This large, bustling port is the starting point for tours to the ancient cities of Kyoto and Nara, the cultural fountainheads of classical Japan. Kyoto's Old Imperial Palace and the shogunal Nijo Castle remain glorious symbols of the power the city held for over 1,000 years. Until 1868, Kyoto was the capital of Japan, filled with elegant timber buildings and, perhaps more than any other Japanese city, imbued with Kami, the divine spirit. You'll sense it everywhere, for there are hundreds of Shinto shrines and over a thousand Buddhist temples, as well as sacred treasure-houses of religious sculpture, painting and exquisite gardens. Nara, City of the Seven Great Temples, lies in an idyllic setting.
Set on a bay in the Inland Sea, Hiroshima was the infamous site of the first atomic bomb explosion of August, 1945. But perhaps the best reason to visit Hiroshima is the enchanting island of Miyajima with its famous Itsukushima Shinto shrine, considered one of Japan's three most beautiful sights. Its famous torii stands just offshore, a tall, vermilion-colored symbol of Japan, which appears to float during high tide.

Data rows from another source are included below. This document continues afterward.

mod common;

use butcher_orders_api::{
    dto::auth::{LoginRequest, RegisterRequest},
    error::AppError,
    models::Role,
    services::auth_service::{self, verify_token},
};

// Register, reject duplicates and bad roles, log in, and keep failed logins indistinguishable.
#[tokio::test(flavor = "multi_thread", worker_threads = 4)]
async fn register_and_login_flow() -> anyhow::Result<()> {
    let Some(database_url) = common::database_url() else {
        return Ok(());
    };
    let state = common::setup_state(&database_url).await?;

    let registered = auth_service::register_user(
        &state,
        RegisterRequest {
            username: "  banco  ".into(),
            password: "s3cret".into(),
            role: "counter".into(),
        },
    )
    .await?
    .data
    .expect("user");
    assert_eq!(registered.username, "banco");
    assert_eq!(registered.role, Role::Counter);

    let duplicate = auth_service::register_user(
        &state,
        RegisterRequest {
            username: "banco".into(),
            password: "other".into(),
            role: "prep".into(),
        },
    )
    .await;
    assert!(matches!(duplicate, Err(AppError::Conflict(_))));

    let bad_role = auth_service::register_user(
        &state,
        RegisterRequest {
            username: "boss".into(),
            password: "pw".into(),
            role: "admin".into(),
        },
    )
    .await;
    assert!(matches!(bad_role, Err(AppError::BadRequest(_))));

    let login = auth_service::login_user(
        &state,
        LoginRequest {
            username: "banco".into(),
            password: "s3cret".into(),
        },
    )
    .await?
    .data
    .expect("login");
    assert_eq!(login.token_type, "bearer");
    assert_eq!(login.user.id, registered.id);

    let claims = verify_token(&state.keys, &login.access_token)?;
    assert_eq!(claims.user_id, registered.id);
    assert_eq!(claims.username, "banco");
    assert_eq!(claims.role, Role::Counter);

    let wrong_password = auth_service::login_user(
        &state,
        LoginRequest {
            username: "banco".into(),
            password: "nope".into(),
        },
    )
    .await;
    let unknown_user = auth_service::login_user(
        &state,
        LoginRequest {
            username: "ghost".into(),
            password: "s3cret".into(),
        },
    )
    .await;
    match (wrong_password, unknown_user) {
        (Err(AppError::Unauthorized(a)), Err(AppError::Unauthorized(b))) => assert_eq!(a, b),
        other => panic!("expected two Unauthorized errors, got {other:?}"),
    }

    // Simultaneous sign-ups for one name: one wins, every other attempt is a Conflict
    let attempts: Vec<_> = (0..8)
        .map(|_| {
            let state = state.clone();
            tokio::spawn(async move {
                auth_service::register_user(
                    &state,
                    RegisterRequest {
                        username: "doppio".into(),
                        password: "pw".into(),
                        role: "prep".into(),
                    },
                )
                .await
            })
        })
        .collect();
    let mut created = 0;
    for attempt in attempts {
        match attempt.await? {
            Ok(_) => created += 1,
            Err(AppError::Conflict(message)) => assert_eq!(message, "Username is already taken"),
            Err(other) => panic!("expected Conflict, got {other:?}"),
        }
    }
    assert_eq!(created, 1);

    Ok(())
}
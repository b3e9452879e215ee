#![allow(dead_code)]

use butcher_orders_api::{
    db::{create_pool, run_migrations},
    entity::users::ActiveModel as UserActive,
    middleware::auth::AuthUser,
    models::Role,
    state::AppState,
};
use chrono::Utc;
use sea_orm::{ActiveModelTrait, ConnectionTrait, Set, Statement};
use sqlx::postgres::PgPoolOptions;
use uuid::Uuid;

pub const TEST_SECRET: &str = "test-secret";

/// Database for integration tests, if one is configured.
pub fn database_url() -> Option<String> {
    match std::env::var("TEST_DATABASE_URL").or_else(|_| std::env::var("DATABASE_URL")) {
        Ok(url) => Some(url),
        Err(_) => {
            eprintln!("Skipping test: set TEST_DATABASE_URL or DATABASE_URL to run integration flow tests.");
            None
        }
    }
}

pub async fn setup_state(database_url: &str) -> anyhow::Result<AppState> {
    let pool = create_pool(database_url).await?;
    let state = AppState::new(pool, TEST_SECRET);
    run_migrations(&state.orm).await?;

    // Clean tables between runs
    let backend = state.orm.get_database_backend();
    state
        .orm
        .execute(Statement::from_string(
            backend,
            "TRUNCATE TABLE audit_logs, orders, customers, products, categories, users RESTART IDENTITY CASCADE",
        ))
        .await?;

    Ok(state)
}

/// State whose pool never connects; enough for requests rejected before any query.
pub fn offline_state() -> AppState {
    let pool = PgPoolOptions::new()
        .connect_lazy("postgres://offline@127.0.0.1:1/none")
        .expect("lazy pool");
    AppState::new(pool, TEST_SECRET)
}

pub async fn create_user(state: &AppState, username: &str, role: Role) -> anyhow::Result<AuthUser> {
    let user = UserActive {
        id: Set(Uuid::new_v4()),
        username: Set(username.to_string()),
        password_hash: Set("dummy".into()),
        role: Set(role),
        created_at: Set(Utc::now().into()),
    }
    .insert(&state.orm)
    .await?;

    Ok(AuthUser {
        user_id: user.id,
        username: user.username,
        role: user.role,
    })
}
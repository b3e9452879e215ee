use serde_json::Value;
use uuid::Uuid;

use crate::{db::DbPool, error::AppResult};

pub async fn log_audit(
    pool: &DbPool,
    user_id: Option<Uuid>,
    action: &str,
    resource: Option<&str>,
    metadata: Option<Value>,
) -> AppResult<()> {
    let id = Uuid::new_v4();
    sqlx::query(
        r#"
        INSERT INTO audit_logs (id, user_id, action, resource, metadata)
        VALUES ($1, $2, $3, $4, $5)
        "#,
    )
    .bind(id)
    .bind(user_id)
    .bind(action)
    .bind(resource)
    .bind(metadata)
    .execute(pool)
    .await?;

    Ok(())
}

/// Best-effort append: a failed audit insert is logged and never fails the caller.
pub async fn record(
    pool: &DbPool,
    user_id: Option<Uuid>,
    action: &str,
    resource: &str,
    metadata: Value,
) {
    if let Err(err) = log_audit(pool, user_id, action, Some(resource), Some(metadata)).await {
        tracing::warn!(error = %err, action, "audit log failed");
    }
}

Korea''s "museum without walls" is akin only to China in its depth and cultural wonder. From Pusan, you can journey to the ancient Silla capital of Kyongju, a dynasty which reigned in Korea for almost a thousand years. Today this small provincial town is virtually a museum without walls, dotted with many splendid ruins. Nearby, the forested mountains and valleys shelter hundreds of beautiful Buddhist shrines including the renowned Sokkuram Grotto, and Tongdosa and Pulguksa Temples. Pusan is also a shopper''s mecca and Korea''s vital southern link to Japanese and American trade.